* Records shown *
# # # # # # #

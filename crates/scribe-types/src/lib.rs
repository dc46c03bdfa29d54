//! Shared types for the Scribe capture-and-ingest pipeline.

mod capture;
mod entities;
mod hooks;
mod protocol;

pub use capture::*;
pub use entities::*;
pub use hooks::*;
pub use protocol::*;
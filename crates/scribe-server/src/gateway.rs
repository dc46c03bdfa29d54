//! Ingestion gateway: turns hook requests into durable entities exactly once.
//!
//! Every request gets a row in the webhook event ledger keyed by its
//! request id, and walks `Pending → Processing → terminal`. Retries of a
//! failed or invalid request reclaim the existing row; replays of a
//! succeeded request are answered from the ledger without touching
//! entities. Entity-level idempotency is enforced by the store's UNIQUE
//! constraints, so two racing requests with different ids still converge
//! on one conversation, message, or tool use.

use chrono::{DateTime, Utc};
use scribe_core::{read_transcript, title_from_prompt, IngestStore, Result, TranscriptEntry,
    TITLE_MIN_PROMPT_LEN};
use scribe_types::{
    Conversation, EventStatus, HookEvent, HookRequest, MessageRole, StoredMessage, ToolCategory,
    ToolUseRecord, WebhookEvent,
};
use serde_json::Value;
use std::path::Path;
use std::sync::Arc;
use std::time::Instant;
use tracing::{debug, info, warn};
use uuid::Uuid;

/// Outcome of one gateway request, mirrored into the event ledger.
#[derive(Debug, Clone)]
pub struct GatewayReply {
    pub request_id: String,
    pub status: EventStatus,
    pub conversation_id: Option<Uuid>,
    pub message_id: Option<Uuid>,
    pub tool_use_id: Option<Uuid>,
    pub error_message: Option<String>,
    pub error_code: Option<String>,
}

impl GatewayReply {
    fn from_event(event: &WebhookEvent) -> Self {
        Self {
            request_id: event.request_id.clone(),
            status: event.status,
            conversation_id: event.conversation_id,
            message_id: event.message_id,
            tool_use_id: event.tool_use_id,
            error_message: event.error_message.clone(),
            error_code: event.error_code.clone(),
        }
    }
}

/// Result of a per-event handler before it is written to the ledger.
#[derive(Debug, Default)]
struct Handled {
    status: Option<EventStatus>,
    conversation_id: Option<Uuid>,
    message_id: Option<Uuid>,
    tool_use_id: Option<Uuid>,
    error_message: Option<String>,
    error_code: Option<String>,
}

# # # # # # #

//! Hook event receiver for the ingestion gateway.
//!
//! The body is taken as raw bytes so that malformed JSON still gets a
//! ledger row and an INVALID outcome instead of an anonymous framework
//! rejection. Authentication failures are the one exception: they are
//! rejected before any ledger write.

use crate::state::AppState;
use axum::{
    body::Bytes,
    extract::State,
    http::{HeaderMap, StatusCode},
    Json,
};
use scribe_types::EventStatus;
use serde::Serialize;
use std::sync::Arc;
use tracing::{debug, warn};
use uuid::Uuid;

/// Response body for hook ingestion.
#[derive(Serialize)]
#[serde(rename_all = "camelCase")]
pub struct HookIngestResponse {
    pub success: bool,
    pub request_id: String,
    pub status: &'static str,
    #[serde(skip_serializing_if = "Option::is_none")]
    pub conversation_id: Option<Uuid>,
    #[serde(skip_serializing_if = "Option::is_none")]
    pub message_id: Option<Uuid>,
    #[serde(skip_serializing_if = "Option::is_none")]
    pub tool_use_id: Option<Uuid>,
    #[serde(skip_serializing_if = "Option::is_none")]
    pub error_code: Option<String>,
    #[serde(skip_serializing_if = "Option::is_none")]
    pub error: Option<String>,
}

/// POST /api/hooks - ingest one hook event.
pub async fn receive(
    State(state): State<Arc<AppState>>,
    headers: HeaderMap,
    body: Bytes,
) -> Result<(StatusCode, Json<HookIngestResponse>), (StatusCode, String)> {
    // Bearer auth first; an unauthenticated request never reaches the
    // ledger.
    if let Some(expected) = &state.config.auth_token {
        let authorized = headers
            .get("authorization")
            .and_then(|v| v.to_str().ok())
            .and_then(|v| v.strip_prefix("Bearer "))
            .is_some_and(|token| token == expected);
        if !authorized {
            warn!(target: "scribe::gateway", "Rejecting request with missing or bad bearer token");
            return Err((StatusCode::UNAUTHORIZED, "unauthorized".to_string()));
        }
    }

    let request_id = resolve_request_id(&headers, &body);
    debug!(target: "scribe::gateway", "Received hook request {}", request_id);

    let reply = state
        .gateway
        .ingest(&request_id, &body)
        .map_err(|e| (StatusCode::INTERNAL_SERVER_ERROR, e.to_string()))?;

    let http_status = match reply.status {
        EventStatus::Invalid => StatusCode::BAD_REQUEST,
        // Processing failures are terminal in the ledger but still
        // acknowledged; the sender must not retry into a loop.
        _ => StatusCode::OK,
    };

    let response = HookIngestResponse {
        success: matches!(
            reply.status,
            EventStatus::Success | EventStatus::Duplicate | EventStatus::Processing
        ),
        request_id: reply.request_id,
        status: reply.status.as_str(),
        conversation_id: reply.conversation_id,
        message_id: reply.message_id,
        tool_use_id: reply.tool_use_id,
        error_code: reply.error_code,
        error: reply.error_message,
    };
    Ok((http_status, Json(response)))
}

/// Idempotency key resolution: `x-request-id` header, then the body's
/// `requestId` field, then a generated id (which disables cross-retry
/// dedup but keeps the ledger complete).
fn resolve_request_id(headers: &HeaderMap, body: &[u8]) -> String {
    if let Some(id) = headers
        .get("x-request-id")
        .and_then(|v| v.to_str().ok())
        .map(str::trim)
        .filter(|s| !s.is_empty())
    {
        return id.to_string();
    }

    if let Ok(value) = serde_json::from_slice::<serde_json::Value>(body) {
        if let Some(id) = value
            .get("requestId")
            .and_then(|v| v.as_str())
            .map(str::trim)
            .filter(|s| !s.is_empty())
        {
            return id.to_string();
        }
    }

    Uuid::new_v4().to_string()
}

# # # # # # #

* Task to complete *
Copy each line of the records that contains the word "target".

* Output for this task *
            warn!(target: "scribe::gateway", "Rejecting request with missing or bad bearer token");
    debug!(target: "scribe::gateway", "Received hook request {}", request_id);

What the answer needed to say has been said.